The first election to Mid Bedfordshire District Council took place on 7 June 1973, with the 49 councillors elected forming a shadow authority until 1 April 1974. Following ward boundary changes, the number of councillors was increased to 53 in 1979. Elections for the whole council were then held in 1979 and every four years thereafter. In 2003 the wards were again redrawn, with the size of the council remaining at 53. The final election took place in 2007, with councillors staying in office until the abolition of the council in 2009.

The first council elected had a large majority of independent councillors.

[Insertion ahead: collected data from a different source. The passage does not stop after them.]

impl DomainDataAccess for ReadOnlyAccess {
    fn access_type(&self) -> AccessType {
        AccessType::ReadOnly
    }

    fn storage(&self) -> &Arc<DomainDataStorage> {
        &self.storage
    }

    fn get(&self, key: &CacheKey, _tx_timestamp: i64) -> Result<Option<CacheValue>> {
        Ok(item_value(self.storage.get(key)?))
    }

    fn put_from_load(
        &self,
        key: CacheKey,
        value: CacheValue,
        _tx_timestamp: i64,
        version: Option<&Value>,
        minimal_put: bool,
    ) -> Result<bool> {
        if minimal_put_skipped(&self.storage, &key, minimal_put)? {
            return Ok(false);
        }
        put_item(&self.storage, &self.factory, key, value, version)?;
        Ok(true)
    }

    fn lock_item(&self, _key: &CacheKey, _version: Option<&Value>) -> Result<Option<SoftLock>> {
        Ok(None)
    }

    fn unlock_item(&self, key: &CacheKey, _lock: Option<&SoftLock>) -> Result<()> {
        self.storage.evict(key)
    }

    fn insert(&self, _key: &CacheKey, _value: &CacheValue, _version: Option<&Value>) -> Result<bool> {
        Ok(false)
    }

    fn after_insert(&self, key: &CacheKey, value: &CacheValue, version: Option<&Value>) -> Result<bool> {
        put_item(&self.storage, &self.factory, key.clone(), value.clone(), version)?;
        Ok(true)
    }

    fn update(
        &self,
        key: &CacheKey,
        _value: &CacheValue,
        _current_version: Option<&Value>,
        _previous_version: Option<&Value>,
    ) -> Result<bool> {
        Err(OrmError::UnsupportedOperation(format!("Can't update read-only cached object {}", key)))
    }

    fn after_update(
        &self,
        key: &CacheKey,
        _value: &CacheValue,
        _current_version: Option<&Value>,
        _previous_version: Option<&Value>,
        _lock: Option<&SoftLock>,
    ) -> Result<bool> {
        Err(OrmError::UnsupportedOperation(format!("Can't update read-only cached object {}", key)))
    }

    fn remove(&self, key: &CacheKey) -> Result<()> {
        self.storage.evict(key)
    }
}

// ============================================================================
// read-write
// ============================================================================

/// Soft-locking access: a written key is replaced by a lock entry until the
/// transaction completes, so no session reads a value that may be stale.
///
/// Every read-modify-write of an entry runs under the write side of
/// `entry_lock`; reads take the read side.
#[derive(Debug)]
pub struct ReadWriteAccess {
    storage: Arc<DomainDataStorage>,
    factory: Arc<RegionFactory>,
    source: Uuid,
    next_lock_id: AtomicU64,
    entry_lock: RwLock<()>,
}

impl ReadWriteAccess {
    pub fn new(storage: Arc<DomainDataStorage>, factory: Arc<RegionFactory>) -> Self {
        Self {
            storage,
            factory,
            source: Uuid::new_v4(),
            next_lock_id: AtomicU64::new(0),
            entry_lock: RwLock::new(()),
        }
    }

    fn next_lock_id(&self) -> u64 {
        self.next_lock_id.fetch_add(1, Ordering::Relaxed)
    }

    fn is_unlockable(entry: &Option<StorageEntry>, lock: Option<&SoftLock>) -> bool {
        match (entry, lock) {
            (Some(StorageEntry::Lock(current)), Some(lock)) => current.matches(lock),
            _ => false,
        }
    }

    fn decrement_lock(&self, key: &CacheKey, mut lock: SoftLock) -> Result<()> {
        lock.unlock(self.factory.next_timestamp());
        self.storage.put(key.clone(), StorageEntry::Lock(lock))
    }

    /// The lock expired or was replaced: keep the key unreadable until a
    /// fresh timeout passes.
    fn handle_lock_expiry(&self, key: &CacheKey) -> Result<()> {
        debug!("Cache lock expired for {}; blocking the key until timeout", key);
        let timestamp = self.factory.next_timestamp() + self.factory.lock_timeout();
        let mut lock = SoftLock::new(timestamp, self.source, self.next_lock_id(), None);
        lock.unlock(timestamp);
        self.storage.put(key.clone(), StorageEntry::Lock(lock))
    }
}

impl DomainDataAccess for ReadWriteAccess {
    fn access_type(&self) -> AccessType {
        AccessType::ReadWrite
    }

    fn storage(&self) -> &Arc<DomainDataStorage> {
        &self.storage
    }

    fn get(&self, key: &CacheKey, tx_timestamp: i64) -> Result<Option<CacheValue>> {
        let _read = self.entry_lock.read()?;
        match self.storage.get(key)? {
            Some(StorageEntry::Item(item)) if item.is_readable(tx_timestamp) => Ok(Some(item.value)),
            Some(_) => {
                trace!("Cached item {} is locked or newer than the transaction", key);
                Ok(None)
            }
            None => Ok(None),
        }
    }

    fn put_from_load(
        &self,
        key: CacheKey,
        value: CacheValue,
        tx_timestamp: i64,
        version: Option<&Value>,
        minimal_put: bool,
    ) -> Result<bool> {
        let _write = self.entry_lock.write()?;
        if minimal_put_skipped(&self.storage, &key, minimal_put)? {
            return Ok(false);
        }
        let writeable = match self.storage.get(&key)? {
            None => true,
            Some(StorageEntry::Item(item)) => item.is_writeable(version),
            Some(StorageEntry::Lock(lock)) => lock.is_writeable(tx_timestamp, version),
        };
        if !writeable {
            trace!("Cached item {} was not writeable", key);
            return Ok(false);
        }
        put_item(&self.storage, &self.factory, key, value, version)?;
        Ok(true)
    }

    fn lock_item(&self, key: &CacheKey, version: Option<&Value>) -> Result<Option<SoftLock>> {
        let _write = self.entry_lock.write()?;
        let timeout = self.factory.next_timestamp() + self.factory.lock_timeout();
        let lock = match self.storage.get(key)? {
            Some(StorageEntry::Lock(mut existing)) => {
                existing.relock(timeout);
                existing
            }
            Some(StorageEntry::Item(item)) => {
                SoftLock::new(timeout, self.source, self.next_lock_id(), item.version.or_else(|| version.cloned()))
            }
            None => SoftLock::new(timeout, self.source, self.next_lock_id(), version.cloned()),
        };
        self.storage.put(key.clone(), StorageEntry::Lock(lock.clone()))?;
        Ok(Some(lock))
    }

    fn unlock_item(&self, key: &CacheKey, lock: Option<&SoftLock>) -> Result<()> {
        let _write = self.entry_lock.write()?;
        let entry = self.storage.get(key)?;
        if Self::is_unlockable(&entry, lock) {
            if let Some(StorageEntry::Lock(current)) = entry {
                return self.decrement_lock(key, current);
            }
        }
        self.handle_lock_expiry(key)
    }

    fn insert(&self, _key: &CacheKey, _value: &CacheValue, _version: Option<&Value>) -> Result<bool> {
        Ok(false)
    }

    fn after_insert(&self, key: &CacheKey, value: &CacheValue, version: Option<&Value>) -> Result<bool> {
        let _write = self.entry_lock.write()?;
        if self.storage.get(key)?.is_some() {
            return Ok(false);
        }
        put_item(&self.storage, &self.factory, key.clone(), value.clone(), version)?;
        Ok(true)
    }

    fn update(
        &self,
        _key: &CacheKey,
        _value: &CacheValue,
        _current_version: Option<&Value>,
        _previous_version: Option<&Value>,
    ) -> Result<bool> {
        Ok(false)
    }

    fn after_update(
        &self,
        key: &CacheKey,
        value: &CacheValue,
        current_version: Option<&Value>,
        _previous_version: Option<&Value>,
        lock: Option<&SoftLock>,
    ) -> Result<bool> {
        let _write = self.entry_lock.write()?;
        let entry = self.storage.get(key)?;
        if !Self::is_unlockable(&entry, lock) {
            self.handle_lock_expiry(key)?;
            return Ok(false);
        }
        match entry {
            Some(StorageEntry::Lock(current)) if current.was_locked_concurrently() => {
                self.decrement_lock(key, current)?;
                Ok(false)
            }
            _ => {
                put_item(&self.storage, &self.factory, key.clone(), value.clone(), current_version)?;
                Ok(true)
            }
        }
    }

    fn remove(&self, _key: &CacheKey) -> Result<()> {
        // the soft lock taken before the delete covers it
        Ok(())
    }
}

// ============================================================================
// nonstrict-read-write
// ============================================================================

/// Invalidating access: writes evict, so readers may briefly see stale data.
#[derive(Debug)]
pub struct NonstrictReadWriteAccess {
    storage: Arc<DomainDataStorage>,
    factory: Arc<RegionFactory>,
}

impl NonstrictReadWriteAccess {
    pub fn new(storage: Arc<DomainDataStorage>, factory: Arc<RegionFactory>) -> Self {
        Self { storage, factory }
    }
}

impl DomainDataAccess for NonstrictReadWriteAccess {
    fn access_type(&self) -> AccessType {
        AccessType::NonstrictReadWrite
    }

    fn storage(&self) -> &Arc<DomainDataStorage> {
        &self.storage
    }

    fn get(&self, key: &CacheKey, _tx_timestamp: i64) -> Result<Option<CacheValue>> {
        Ok(item_value(self.storage.get(key)?))
    }

    fn put_from_load(
        &self,
        key: CacheKey,
        value: CacheValue,
        _tx_timestamp: i64,
        version: Option<&Value>,
        minimal_put: bool,
    ) -> Result<bool> {
        if minimal_put_skipped(&self.storage, &key, minimal_put)? {
            return Ok(false);
        }
        put_item(&self.storage, &self.factory, key, value, version)?;
        Ok(true)
    }

    fn lock_item(&self, _key: &CacheKey, _version: Option<&Value>) -> Result<Option<SoftLock>> {
        Ok(None)
    }

    fn unlock_item(&self, key: &CacheKey, _lock: Option<&SoftLock>) -> Result<()> {
        self.storage.evict(key)
    }

    fn insert(&self, _key: &CacheKey, _value: &CacheValue, _version: Option<&Value>) -> Result<bool> {
        Ok(false)
    }

    fn after_insert(&self, _key: &CacheKey, _value: &CacheValue, _version: Option<&Value>) -> Result<bool> {
        Ok(false)
    }

    fn update(
        &self,
        key: &CacheKey,
        _value: &CacheValue,
        _current_version: Option<&Value>,
        _previous_version: Option<&Value>,
    ) -> Result<bool> {
        self.storage.evict(key)?;
        Ok(false)
    }

    fn after_update(
        &self,
        key: &CacheKey,
        _value: &CacheValue,
        _current_version: Option<&Value>,
        _previous_version: Option<&Value>,
        lock: Option<&SoftLock>,
    ) -> Result<bool> {
        self.unlock_item(key, lock)?;
        Ok(false)
    }

    fn remove(&self, key: &CacheKey) -> Result<()> {
        self.storage.evict(key)
    }
}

Gains by the Conservatives in 1976 meant that the council was under no control, although independents remained the largest group. In 1979 Conservatives gained a majority, which they held for sixteen years. In 1995 there was a large swing against the unpopular government of John Major, and the Labour Party gained 17 seats to achieve parity with the Conservatives. The council also included Liberal Democrats and Independents. In 1999 the Conservatives regained control, which they held until the council's abolition.

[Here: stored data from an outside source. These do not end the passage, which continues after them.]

// ============================================================================
// ormkit Library
// ============================================================================

pub mod cache;
pub mod config;
pub mod core;
pub mod engine;
pub mod id;
pub mod jdbc;
pub mod loadplan;
pub mod metadata;
pub mod persister;
pub mod result;
pub mod sql;
pub mod transaction;

// Re-export main types for convenience
pub use config::{FlushMode, Settings};
pub use core::{OrmError, Result, SqlType, Value};
pub use engine::{EntityHandle, Restriction, SelectionQuery, Session, SessionFactory, SessionFactoryBuilder};
pub use id::Identifier;
pub use jdbc::MemoryDatabase;
pub use metadata::MappingModel;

| Year | Conservative | Labour | Liberal/ Liberal Democrat | Independent | Green Party | Control |  |
|---|---|---|---|---|---|---|---|
| 1973 | 17 | 13 | 8 | 7 | 0 |  | Independent |
| 1976 | 19 | 3 | 1 | 26 | 0 |  | No overall control |
| 1979 † | 36 | 10 | 6 | 3 | 0 |  | Conservative gain from NOC |
| 1983 | 26 | 7 | 0 | 20 | 0 |  | Conservative hold |
| 1987 | 42 | 2 | 3 | 6 | 0 |  | Conservative hold |
| 1991 | 40 | 3 | 3 | 7 | 0 |  | Conservative hold |
| 1995 | 21 | 21 | 5 | 6 | 0 |  | No overall control |
| 1999 | 34 | 7 | 6 | 6 | 0 |  | Conservative gain from NOC |
| 2003 † | 38 | 1 | 9 | 5 | 0 |  | Conservative hold |
| 2007 | 38 | 0 | 11 | 3 | 1 |  | Conservative hold |

† New ward boundaries

==Abolition==
In 2006 the Department for Communities and Local Government considered reorganising Bedfordshire's administrative structure as part of the 2009 structural changes to local government in England. On 6 March 2008 it was announced that Mid Bedfordshire would merge with the neighbouring district of South Bedfordshire to form a new unitary authority called Central Bedfordshire. The new council was formed on 1 April 2009 although its initial members were not elected until 4 June 2009.